==== RECORDS SUPPLIED

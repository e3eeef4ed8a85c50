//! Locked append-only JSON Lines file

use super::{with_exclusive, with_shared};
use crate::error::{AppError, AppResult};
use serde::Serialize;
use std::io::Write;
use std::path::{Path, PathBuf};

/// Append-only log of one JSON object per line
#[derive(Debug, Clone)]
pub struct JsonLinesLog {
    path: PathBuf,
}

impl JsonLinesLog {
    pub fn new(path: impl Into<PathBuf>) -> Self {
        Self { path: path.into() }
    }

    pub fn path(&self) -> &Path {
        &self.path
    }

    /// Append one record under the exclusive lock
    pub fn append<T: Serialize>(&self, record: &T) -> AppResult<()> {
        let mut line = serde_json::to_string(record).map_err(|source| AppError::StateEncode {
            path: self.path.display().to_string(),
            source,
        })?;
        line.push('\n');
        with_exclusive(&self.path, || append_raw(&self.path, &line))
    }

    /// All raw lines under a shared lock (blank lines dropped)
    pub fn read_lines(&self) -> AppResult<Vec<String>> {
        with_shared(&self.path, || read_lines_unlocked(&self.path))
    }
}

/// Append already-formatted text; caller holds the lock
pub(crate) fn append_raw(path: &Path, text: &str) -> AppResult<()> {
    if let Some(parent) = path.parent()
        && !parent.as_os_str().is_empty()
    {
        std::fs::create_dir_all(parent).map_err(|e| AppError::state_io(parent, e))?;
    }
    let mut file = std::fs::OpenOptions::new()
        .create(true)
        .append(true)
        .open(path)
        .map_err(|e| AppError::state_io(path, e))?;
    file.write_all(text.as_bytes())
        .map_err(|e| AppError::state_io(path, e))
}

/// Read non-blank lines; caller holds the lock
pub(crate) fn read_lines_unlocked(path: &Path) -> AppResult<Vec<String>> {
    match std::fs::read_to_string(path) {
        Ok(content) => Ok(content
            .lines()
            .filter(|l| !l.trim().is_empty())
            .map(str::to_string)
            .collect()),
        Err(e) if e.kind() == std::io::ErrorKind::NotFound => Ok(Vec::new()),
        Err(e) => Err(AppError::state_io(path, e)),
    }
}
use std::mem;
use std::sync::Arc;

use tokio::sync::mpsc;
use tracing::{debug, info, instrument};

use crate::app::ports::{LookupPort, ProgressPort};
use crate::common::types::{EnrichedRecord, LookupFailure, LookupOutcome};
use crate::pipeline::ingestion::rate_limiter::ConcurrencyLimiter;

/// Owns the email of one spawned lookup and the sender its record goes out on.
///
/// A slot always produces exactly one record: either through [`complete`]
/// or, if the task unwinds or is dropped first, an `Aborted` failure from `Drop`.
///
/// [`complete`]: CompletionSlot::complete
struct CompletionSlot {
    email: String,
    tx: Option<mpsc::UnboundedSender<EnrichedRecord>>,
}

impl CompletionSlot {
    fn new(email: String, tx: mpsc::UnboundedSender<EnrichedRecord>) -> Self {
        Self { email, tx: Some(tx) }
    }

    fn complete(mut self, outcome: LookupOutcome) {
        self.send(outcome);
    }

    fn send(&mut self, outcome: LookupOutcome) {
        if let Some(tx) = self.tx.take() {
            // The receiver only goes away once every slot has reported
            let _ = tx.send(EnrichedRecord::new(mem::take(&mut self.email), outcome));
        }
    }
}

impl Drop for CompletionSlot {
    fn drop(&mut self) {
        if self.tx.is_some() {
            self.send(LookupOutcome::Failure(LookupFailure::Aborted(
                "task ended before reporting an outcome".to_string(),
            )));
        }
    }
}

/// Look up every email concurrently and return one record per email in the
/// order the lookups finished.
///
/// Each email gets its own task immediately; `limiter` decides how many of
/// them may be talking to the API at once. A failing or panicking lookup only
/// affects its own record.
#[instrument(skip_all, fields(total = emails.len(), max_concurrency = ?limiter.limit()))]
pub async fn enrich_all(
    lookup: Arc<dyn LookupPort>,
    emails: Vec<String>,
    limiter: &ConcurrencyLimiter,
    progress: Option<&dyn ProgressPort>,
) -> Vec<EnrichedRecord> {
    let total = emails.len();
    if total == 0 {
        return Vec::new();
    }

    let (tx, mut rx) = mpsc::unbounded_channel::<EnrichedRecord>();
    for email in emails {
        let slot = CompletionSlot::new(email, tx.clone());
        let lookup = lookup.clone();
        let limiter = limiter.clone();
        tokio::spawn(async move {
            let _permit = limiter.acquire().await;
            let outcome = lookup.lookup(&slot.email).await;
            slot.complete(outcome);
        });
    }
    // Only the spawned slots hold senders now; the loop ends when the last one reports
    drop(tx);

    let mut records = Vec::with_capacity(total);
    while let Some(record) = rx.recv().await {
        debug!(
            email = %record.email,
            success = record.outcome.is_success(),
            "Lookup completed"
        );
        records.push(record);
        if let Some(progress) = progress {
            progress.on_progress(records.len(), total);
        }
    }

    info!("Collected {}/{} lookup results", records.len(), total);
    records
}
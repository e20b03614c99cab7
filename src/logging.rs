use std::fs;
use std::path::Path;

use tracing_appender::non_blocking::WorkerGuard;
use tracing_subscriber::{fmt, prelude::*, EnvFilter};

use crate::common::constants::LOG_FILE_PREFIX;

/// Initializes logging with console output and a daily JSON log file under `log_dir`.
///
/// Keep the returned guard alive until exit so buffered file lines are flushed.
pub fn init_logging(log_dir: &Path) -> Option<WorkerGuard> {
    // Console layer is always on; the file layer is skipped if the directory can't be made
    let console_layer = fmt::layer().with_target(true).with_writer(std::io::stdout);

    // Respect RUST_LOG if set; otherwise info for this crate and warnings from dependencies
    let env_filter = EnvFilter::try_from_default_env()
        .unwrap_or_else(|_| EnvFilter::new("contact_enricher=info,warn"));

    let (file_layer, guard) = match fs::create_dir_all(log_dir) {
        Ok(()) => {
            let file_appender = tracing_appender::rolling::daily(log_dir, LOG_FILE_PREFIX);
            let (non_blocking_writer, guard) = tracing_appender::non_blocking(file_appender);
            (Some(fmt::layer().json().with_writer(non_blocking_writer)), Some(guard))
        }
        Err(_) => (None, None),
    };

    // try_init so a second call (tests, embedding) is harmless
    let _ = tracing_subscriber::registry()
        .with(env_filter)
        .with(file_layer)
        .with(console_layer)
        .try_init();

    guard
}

========

> _PROBLEM TO WORK ON_: Would you transcribe the whole listing, keeping every character the same?

> _RESULT_:
repository e3eeef4ed8a85c50
//! Locked append-only JSON Lines file

use super::{with_exclusive, with_shared};
use crate::error::{AppError, AppResult};
use serde::Serialize;
use std::io::Write;
use std::path::{Path, PathBuf};

/// Append-only log of one JSON object per line
#[derive(Debug, Clone)]
pub struct JsonLinesLog {
    path: PathBuf,
}

impl JsonLinesLog {
    pub fn new(path: impl Into<PathBuf>) -> Self {
        Self { path: path.into() }
    }

    pub fn path(&self) -> &Path {
        &self.path
    }

    /// Append one record under the exclusive lock
    pub fn append<T: Serialize>(&self, record: &T) -> AppResult<()> {
        let mut line = serde_json::to_string(record).map_err(|source| AppError::StateEncode {
            path: self.path.display().to_string(),
            source,
        })?;
        line.push('\n');
        with_exclusive(&self.path, || append_raw(&self.path, &line))
    }

    /// All raw lines under a shared lock (blank lines dropped)
    pub fn read_lines(&self) -> AppResult<Vec<String>> {
        with_shared(&self.path, || read_lines_unlocked(&self.path))
    }
}

/// Append already-formatted text; caller holds the lock
pub(crate) fn append_raw(path: &Path, text: &str) -> AppResult<()> {
    if let Some(parent) = path.parent()
        && !parent.as_os_str().is_empty()
    {
        std::fs::create_dir_all(parent).map_err(|e| AppError::state_io(parent, e))?;
    }
    let mut file = std::fs::OpenOptions::new()
        .create(true)
        .append(true)
        .open(path)
        .map_err(|e| AppError::state_io(path, e))?;
    file.write_all(text.as_bytes())
        .map_err(|e| AppError::state_io(path, e))
}

/// Read non-blank lines; caller holds the lock
pub(crate) fn read_lines_unlocked(path: &Path) -> AppResult<Vec<String>> {
    match std::fs::read_to_string(path) {
        Ok(content) => Ok(content
            .lines()
            .filter(|l| !l.trim().is_empty())
            .map(str::to_string)
            .collect()),
        Err(e) if e.kind() == std::io::ErrorKind::NotFound => Ok(Vec::new()),
        Err(e) => Err(AppError::state_io(path, e)),
    }
}
use std::mem;
use std::sync::Arc;

use tokio::sync::mpsc;
use tracing::{debug, info, instrument};

use crate::app::ports::{LookupPort, ProgressPort};
use crate::common::types::{EnrichedRecord, LookupFailure, LookupOutcome};
use crate::pipeline::ingestion::rate_limiter::ConcurrencyLimiter;

/// Owns the email of one spawned lookup and the sender its record goes out on.
///
/// A slot always produces exactly one record: either through [`complete`]
/// or, if the task unwinds or is dropped first, an `Aborted` failure from `Drop`.
///
/// [`complete`]: CompletionSlot::complete
struct CompletionSlot {
    email: String,
    tx: Option<mpsc::UnboundedSender<EnrichedRecord>>,
}

impl CompletionSlot {
    fn new(email: String, tx: mpsc::UnboundedSender<EnrichedRecord>) -> Self {
        Self { email, tx: Some(tx) }
    }

    fn complete(mut self, outcome: LookupOutcome) {
        self.send(outcome);
    }

    fn send(&mut self, outcome: LookupOutcome) {
        if let Some(tx) = self.tx.take() {
            // The receiver only goes away once every slot has reported
            let _ = tx.send(EnrichedRecord::new(mem::take(&mut self.email), outcome));
        }
    }
}

impl Drop for CompletionSlot {
    fn drop(&mut self) {
        if self.tx.is_some() {
            self.send(LookupOutcome::Failure(LookupFailure::Aborted(
                "task ended before reporting an outcome".to_string(),
            )));
        }
    }
}

/// Look up every email concurrently and return one record per email in the
/// order the lookups finished.
///
/// Each email gets its own task immediately; `limiter` decides how many of
/// them may be talking to the API at once. A failing or panicking lookup only
/// affects its own record.
#[instrument(skip_all, fields(total = emails.len(), max_concurrency = ?limiter.limit()))]
pub async fn enrich_all(
    lookup: Arc<dyn LookupPort>,
    emails: Vec<String>,
    limiter: &ConcurrencyLimiter,
    progress: Option<&dyn ProgressPort>,
) -> Vec<EnrichedRecord> {
    let total = emails.len();
    if total == 0 {
        return Vec::new();
    }

    let (tx, mut rx) = mpsc::unbounded_channel::<EnrichedRecord>();
    for email in emails {
        let slot = CompletionSlot::new(email, tx.clone());
        let lookup = lookup.clone();
        let limiter = limiter.clone();
        tokio::spawn(async move {
            let _permit = limiter.acquire().await;
            let outcome = lookup.lookup(&slot.email).await;
            slot.complete(outcome);
        });
    }
    // Only the spawned slots hold senders now; the loop ends when the last one reports
    drop(tx);

    let mut records = Vec::with_capacity(total);
    while let Some(record) = rx.recv().await {
        debug!(
            email = %record.email,
            success = record.outcome.is_success(),
            "Lookup completed"
        );
        records.push(record);
        if let Some(progress) = progress {
            progress.on_progress(records.len(), total);
        }
    }

    info!("Collected {}/{} lookup results", records.len(), total);
    records
}
repository e20b03614c99cab7
filename src/logging.rs
use std::fs;
use std::path::Path;

use tracing_appender::non_blocking::WorkerGuard;
use tracing_subscriber::{fmt, prelude::*, EnvFilter};

use crate::common::constants::LOG_FILE_PREFIX;

/// Initializes logging with console output and a daily JSON log file under `log_dir`.
///
/// Keep the returned guard alive until exit so buffered file lines are flushed.
pub fn init_logging(log_dir: &Path) -> Option<WorkerGuard> {
    // Console layer is always on; the file layer is skipped if the directory can't be made
    let console_layer = fmt::layer().with_target(true).with_writer(std::io::stdout);

    // Respect RUST_LOG if set; otherwise info for this crate and warnings from dependencies
    let env_filter = EnvFilter::try_from_default_env()
        .unwrap_or_else(|_| EnvFilter::new("contact_enricher=info,warn"));

    let (file_layer, guard) = match fs::create_dir_all(log_dir) {
        Ok(()) => {
            let file_appender = tracing_appender::rolling::daily(log_dir, LOG_FILE_PREFIX);
            let (non_blocking_writer, guard) = tracing_appender::non_blocking(file_appender);
            (Some(fmt::layer().json().with_writer(non_blocking_writer)), Some(guard))
        }
        Err(_) => (None, None),
    };

    // try_init so a second call (tests, embedding) is harmless
    let _ = tracing_subscriber::registry()
        .with(env_filter)
        .with(file_layer)
        .with(console_layer)
        .try_init();

    guard
}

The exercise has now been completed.